● What you need to do: Only the lines below from the one containing "audit event at" to the one containing "let recomputed = compute_event_hash(&ev)?;" should be repeated, both included and unchanged.

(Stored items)
--------

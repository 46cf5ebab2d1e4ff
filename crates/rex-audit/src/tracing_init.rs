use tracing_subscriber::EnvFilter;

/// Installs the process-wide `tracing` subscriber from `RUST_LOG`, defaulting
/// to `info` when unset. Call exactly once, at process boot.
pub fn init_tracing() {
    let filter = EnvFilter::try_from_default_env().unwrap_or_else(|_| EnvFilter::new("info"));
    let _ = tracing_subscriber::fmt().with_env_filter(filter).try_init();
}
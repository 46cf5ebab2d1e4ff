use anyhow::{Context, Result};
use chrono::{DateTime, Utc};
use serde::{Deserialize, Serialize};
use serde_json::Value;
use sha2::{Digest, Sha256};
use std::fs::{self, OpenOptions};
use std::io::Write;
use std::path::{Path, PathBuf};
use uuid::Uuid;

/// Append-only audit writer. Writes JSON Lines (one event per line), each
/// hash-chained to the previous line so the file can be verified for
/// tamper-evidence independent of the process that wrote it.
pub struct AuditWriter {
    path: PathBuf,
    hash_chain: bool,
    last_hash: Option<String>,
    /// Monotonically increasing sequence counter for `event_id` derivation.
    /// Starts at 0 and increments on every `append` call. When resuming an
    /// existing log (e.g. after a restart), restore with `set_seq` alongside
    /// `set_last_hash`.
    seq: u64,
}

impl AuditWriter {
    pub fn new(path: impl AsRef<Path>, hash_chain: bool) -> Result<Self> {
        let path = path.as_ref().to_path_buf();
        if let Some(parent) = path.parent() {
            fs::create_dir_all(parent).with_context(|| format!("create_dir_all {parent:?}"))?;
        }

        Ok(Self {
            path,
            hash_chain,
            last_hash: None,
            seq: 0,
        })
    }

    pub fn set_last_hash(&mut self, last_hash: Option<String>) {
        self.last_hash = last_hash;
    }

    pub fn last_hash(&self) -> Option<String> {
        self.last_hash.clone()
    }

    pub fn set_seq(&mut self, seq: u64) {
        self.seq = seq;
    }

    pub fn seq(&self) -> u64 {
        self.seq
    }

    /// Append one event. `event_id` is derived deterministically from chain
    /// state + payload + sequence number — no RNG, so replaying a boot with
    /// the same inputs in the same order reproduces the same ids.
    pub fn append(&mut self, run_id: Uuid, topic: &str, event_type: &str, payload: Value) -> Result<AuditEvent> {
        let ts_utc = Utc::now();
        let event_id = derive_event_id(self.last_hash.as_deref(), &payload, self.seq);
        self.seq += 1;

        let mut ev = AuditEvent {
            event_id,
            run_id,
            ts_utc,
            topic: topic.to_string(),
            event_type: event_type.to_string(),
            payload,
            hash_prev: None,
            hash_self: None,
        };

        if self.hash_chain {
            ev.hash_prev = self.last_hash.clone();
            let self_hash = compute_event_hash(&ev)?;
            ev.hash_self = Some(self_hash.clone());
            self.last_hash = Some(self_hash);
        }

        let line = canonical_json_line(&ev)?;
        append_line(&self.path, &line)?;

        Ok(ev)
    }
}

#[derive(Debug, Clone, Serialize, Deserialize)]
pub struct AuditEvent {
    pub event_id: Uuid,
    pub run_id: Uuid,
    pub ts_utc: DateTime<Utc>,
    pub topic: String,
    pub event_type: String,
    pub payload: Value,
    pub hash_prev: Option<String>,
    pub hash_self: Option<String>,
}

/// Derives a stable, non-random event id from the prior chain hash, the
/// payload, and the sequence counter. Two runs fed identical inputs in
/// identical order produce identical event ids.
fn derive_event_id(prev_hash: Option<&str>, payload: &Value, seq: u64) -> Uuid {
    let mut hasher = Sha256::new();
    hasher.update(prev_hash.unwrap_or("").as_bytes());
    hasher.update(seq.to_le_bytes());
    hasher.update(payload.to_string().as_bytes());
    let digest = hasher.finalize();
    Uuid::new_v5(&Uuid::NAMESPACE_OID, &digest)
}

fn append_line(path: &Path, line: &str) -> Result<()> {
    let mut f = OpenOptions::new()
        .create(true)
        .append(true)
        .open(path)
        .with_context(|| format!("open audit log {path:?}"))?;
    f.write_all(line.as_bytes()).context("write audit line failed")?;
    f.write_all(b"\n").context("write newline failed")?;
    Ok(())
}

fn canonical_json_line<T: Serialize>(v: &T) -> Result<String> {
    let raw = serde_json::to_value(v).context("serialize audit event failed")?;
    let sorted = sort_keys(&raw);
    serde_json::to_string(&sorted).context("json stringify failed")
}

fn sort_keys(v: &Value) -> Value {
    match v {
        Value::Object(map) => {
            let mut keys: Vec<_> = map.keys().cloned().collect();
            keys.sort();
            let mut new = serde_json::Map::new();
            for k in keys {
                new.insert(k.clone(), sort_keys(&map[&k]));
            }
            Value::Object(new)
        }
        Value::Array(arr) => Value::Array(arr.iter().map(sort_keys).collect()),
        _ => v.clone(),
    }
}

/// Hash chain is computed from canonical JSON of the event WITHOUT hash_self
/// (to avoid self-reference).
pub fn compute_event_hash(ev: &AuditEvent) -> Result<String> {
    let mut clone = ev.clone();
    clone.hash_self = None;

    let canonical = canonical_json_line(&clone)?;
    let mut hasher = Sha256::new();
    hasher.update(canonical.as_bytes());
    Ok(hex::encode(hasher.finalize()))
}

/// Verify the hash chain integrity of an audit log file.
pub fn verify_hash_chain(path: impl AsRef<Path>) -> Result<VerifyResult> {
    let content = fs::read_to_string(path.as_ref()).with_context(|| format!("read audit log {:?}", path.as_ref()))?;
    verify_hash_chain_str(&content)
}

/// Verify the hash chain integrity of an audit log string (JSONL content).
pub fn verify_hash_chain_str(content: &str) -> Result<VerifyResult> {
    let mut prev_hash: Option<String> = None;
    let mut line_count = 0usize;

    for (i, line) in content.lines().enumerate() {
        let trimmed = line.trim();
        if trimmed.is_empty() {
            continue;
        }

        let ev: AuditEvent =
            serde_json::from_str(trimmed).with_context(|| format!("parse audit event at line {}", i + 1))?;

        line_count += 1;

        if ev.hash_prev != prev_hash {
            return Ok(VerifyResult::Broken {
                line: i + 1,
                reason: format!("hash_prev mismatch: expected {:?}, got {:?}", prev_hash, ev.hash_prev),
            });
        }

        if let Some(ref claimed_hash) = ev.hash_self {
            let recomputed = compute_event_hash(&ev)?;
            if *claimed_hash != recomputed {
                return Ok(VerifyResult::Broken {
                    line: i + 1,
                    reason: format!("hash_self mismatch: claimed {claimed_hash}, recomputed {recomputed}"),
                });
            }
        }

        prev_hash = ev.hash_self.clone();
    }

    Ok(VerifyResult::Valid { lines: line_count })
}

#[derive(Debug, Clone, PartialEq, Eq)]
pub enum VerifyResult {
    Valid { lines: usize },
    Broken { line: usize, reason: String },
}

--------

● Your solution:
            serde_json::from_str(trimmed).with_context(|| format!("parse audit event at line {}", i + 1))?;

        line_count += 1;

        if ev.hash_prev != prev_hash {
            return Ok(VerifyResult::Broken {
                line: i + 1,
                reason: format!("hash_prev mismatch: expected {:?}, got {:?}", prev_hash, ev.hash_prev),
            });
        }

        if let Some(ref claimed_hash) = ev.hash_self {
            let recomputed = compute_event_hash(&ev)?;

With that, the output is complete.